Recently, a number of people in my life have been navigating new celiac diagnoses, and so I’ve been reflecting on what I wish I’d known when we made the transition to gluten free for my partner’s celiac 8 years ago.
When he got the celiac diagnosis, we started out by fixating on all the things we’d miss, and trying to recreate them gluten free. Pizza, pancakes, bread, macaroni and cheese. It was a recipe for disappointment. Even though we now make fairly successful versions of many of those items, they took time, experimentation, expensive ingredients, and a lot of failure too. And when you’re trying to get used to eating gluten free, there’s nothing sadder than bad pancakes that you put all your hopes into.
For friends starting out celiac these days, my first advice is to start with the things you already cook and love that happen to be gluten free (or almost gluten free at least). What those recipes are will depend on your cooking and eating preferences, but here are a few of the directions that advice would have taken us in if someone had told us to start by cooking what we know.




- Stir fries and fried rice: I’ve been making these to use up vegetables in the fridge since I was in college, and the only swap I needed to make to keep it celiac safe was to trade wheat-based soy sauce for rice-based tamari, which tastes the same and is increasingly easy to find. If you prefer to use bottled sauces, check the ingredients carefully, but there are gf options at most grocery stores.
- Curries: both Indian and Thai curries tend to be naturally gluten free, especially if you’re making them from scratch. But even bottled sauces and curry pastes are often gluten free, especially the more authentic ones.
- Risottos: risotto was probably the first fancy-seeming food I learned to cook. I say fancy-seeming because people are always impressed by it, but it’s not that hard to do. Most Italian flavor combinations that you might be missing as a new celiac can be worked into some variation of a risotto.
- Soups: these rarely contain wheat, and I get a lot of pleasure from slowly developing flavors on the stove. Buy boxed stock that’s labeled gluten free, or better yet, save your chicken carcasses and make your own. Better Than Bouillon paste and most powdered bouillons contain gluten, but upgrading your stock will make your soups better anyway.
- Stews and braises: separate from soups only because they require one easy modification. Any time a recipe for something like beef stew or coq au vin or gumbo calls for a little bit of flour, sub rice flour for an easy transition. These recipes usually want just a few tablespoons, and so it’s a forgiving way to start getting used to a gf roux.
- Beans: think pintos, black beans, chili, red beans and rice, barbecue beans, chickpeas, and more. Canned beans are great in a hurry, but the slow process of making beans from scratch is rewarding too. If you’re especially sensitive, stay away from dry beans that are cross-processed on the same equipment as wheat (we order ours from the gluten free section on nuts.com).
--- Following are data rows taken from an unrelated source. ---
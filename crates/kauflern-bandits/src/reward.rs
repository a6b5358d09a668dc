//! Macht aus einem beobachteten Ergebnis eine skalare Belohnung.

use crate::error::{BanditError, Result};
use kauflern_core::UserContext;
use serde::{Deserialize, Serialize};

/// Gewichte je Signal.
#[derive(Debug, Clone, Copy, PartialEq, Serialize, Deserialize)]
#[serde(default)]
pub struct RewardRates {
    pub conversion: f64,
    /// Zusatz, wenn ein Kunde mit Historie erneut kauft.
    pub repeat: f64,
    /// Je Sekunde Verweildauer.
    pub time_spent: f64,
    pub engagement: f64,
    pub satisfaction: f64,
}

impl Default for RewardRates {
    fn default() -> Self {
        Self {
            conversion: 1.0,
            repeat: 0.5,
            time_spent: 0.1,
            engagement: 0.2,
            satisfaction: 0.3,
        }
    }
}

impl RewardRates {
    pub fn validate(&self) -> Result<()> {
        let all = [
            self.conversion,
            self.repeat,
            self.time_spent,
            self.engagement,
            self.satisfaction,
        ];
        if all.iter().all(|r| r.is_finite()) {
            Ok(())
        } else {
            Err(BanditError::InvalidConfig(format!(
                "reward rates must be finite: {self:?}"
            )))
        }
    }
}

#[derive(Debug, Clone, Copy, Default)]
pub struct RewardCalculator {
    rates: RewardRates,
}

impl RewardCalculator {
    pub fn new(rates: RewardRates) -> Self {
        Self { rates }
    }

    /// Summe über die vorhandenen Signale, ohne Begrenzung. Fehlende oder
    /// nicht-endliche Signale zählen nicht.
    pub fn compute_reward(&self, outcome: &UserContext) -> f64 {
        let mut reward = 0.0;
        if outcome.conversion {
            reward += self.rates.conversion;
            if outcome.has_history() {
                reward += self.rates.repeat;
            }
        }
        reward += signal(outcome.time_spent) / 1000.0 * self.rates.time_spent;
        reward += signal(outcome.engagement) * self.rates.engagement;
        reward += signal(outcome.satisfaction) * self.rates.satisfaction;
        reward
    }
}

fn signal(value: Option<f64>) -> f64 {
    value.filter(|v| v.is_finite()).unwrap_or(0.0)
}

#[cfg(test)]
mod tests {
    use super::*;
    use kauflern_core::HistoryAction;
    use time::macros::datetime;

    fn approx(a: f64, b: f64) -> bool {
        (a - b).abs() < 1e-12
    }

    #[test]
    fn no_signals_give_zero_reward() {
        assert_eq!(RewardCalculator::default().compute_reward(&UserContext::default()), 0.0);
    }

    #[test]
    fn conversion_without_history_earns_base_reward() {
        let ctx = UserContext {
            conversion: true,
            ..UserContext::default()
        };
        assert!(approx(RewardCalculator::default().compute_reward(&ctx), 1.0));
    }

    #[test]
    fn repeat_purchase_bonus_requires_history() {
        let ctx = UserContext {
            conversion: true,
            history: vec![HistoryAction::purchase(20.0, datetime!(2024-01-01 00:00 UTC))],
            ..UserContext::default()
        };
        assert!(approx(RewardCalculator::default().compute_reward(&ctx), 1.5));

        let no_conversion = UserContext {
            conversion: false,
            ..ctx
        };
        assert!(approx(
            RewardCalculator::default().compute_reward(&no_conversion),
            0.0
        ));
    }

    #[test]
    fn soft_signals_are_weighted_and_summed() {
        let ctx = UserContext {
            time_spent: Some(30_000.0),
            engagement: Some(0.5),
            satisfaction: Some(1.0),
            ..UserContext::default()
        };
        // 30 s * 0.1 + 0.5 * 0.2 + 1.0 * 0.3
        assert!(approx(RewardCalculator::default().compute_reward(&ctx), 3.4));
    }

    #[test]
    fn non_finite_signals_are_ignored() {
        let ctx = UserContext {
            engagement: Some(f64::NAN),
            satisfaction: Some(0.5),
            ..UserContext::default()
        };
        assert!(approx(RewardCalculator::default().compute_reward(&ctx), 0.15));
    }

    #[test]
    fn custom_rates_apply() {
        let calc = RewardCalculator::new(RewardRates {
            conversion: 2.0,
            ..RewardRates::default()
        });
        let ctx = UserContext {
            conversion: true,
            ..UserContext::default()
        };
        assert!(approx(calc.compute_reward(&ctx), 2.0));
    }
}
- Potatoes: I still laugh when I see a bag of potatoes at the grocery store that’s labelled gluten free. Think about all the ways you like to eat potatoes (mashed, roasted, baked, fried), and build your meals around those. Don’t forget sweet potatoes and potato salad!
- Salads: when we eat out and gf options are slim, my partner begins to hate salads because they feel like a sad option. But at home, we make robust entree-style salads with lots of luxurious proteins and other textures and flavors. Think nicoise, or kale caesar, or anything topped with burrata.
- Tacos: or really anything else that uses corn tortillas. Think huevos rancheros or chilaquiles for breakfast, enchiladas and tostadas for dinner, and nachos for a party snack. Most salsas are gluten free, most enchilada sauces are not, but you should still check ingredients. If you’re used to using flour tortillas, the most important trick for corn tortillas is to warm them.
- Polenta or grits: iykyk. If you don’t yet have them in your repertoire, it’s a good time to try! Check the labels because some of them are cross-processed on equipment that uses wheat.
That’s more than a week of recipes, and each of these categories has many variations to explore. Most importantly, none of these will require you to purchase expensive specialty ingredients when you’re still figuring out what gluten free replacements you even like. And they’re pretty much guaranteed to succeed because you’ve probably already been making them.


If you need help thinking of naturally gf recipes that may already be in your repertoire, a cookbook I’d recommend is Cristian Broglia’s The Gluten Free Cookbook. I’ve actually never cooked a single recipe from our copy, so it may seem strange that I’m recommending it, but let me explain. First, we bought it way too late in our gluten free journey–we had already done a lot of our own research in finding naturally gluten free foods and cuisines. What Broglia’s book is best at is that research process: bringing together 350 naturally gf recipes from over 80 countries. These days, I use it more like an encyclopedia. I consult it for ideas of potential dishes to try, and then I look up five more versions of that recipe from other sources, because those research processes are fun for me.
This is probably a post that should be the beginning of a series, and I hope that it will be. (For example, I didn’t include pastas on this list because they have their own list of tips that accompany them). Still, if you have requests or questions for other starting out gf advice, please drop them in the comments!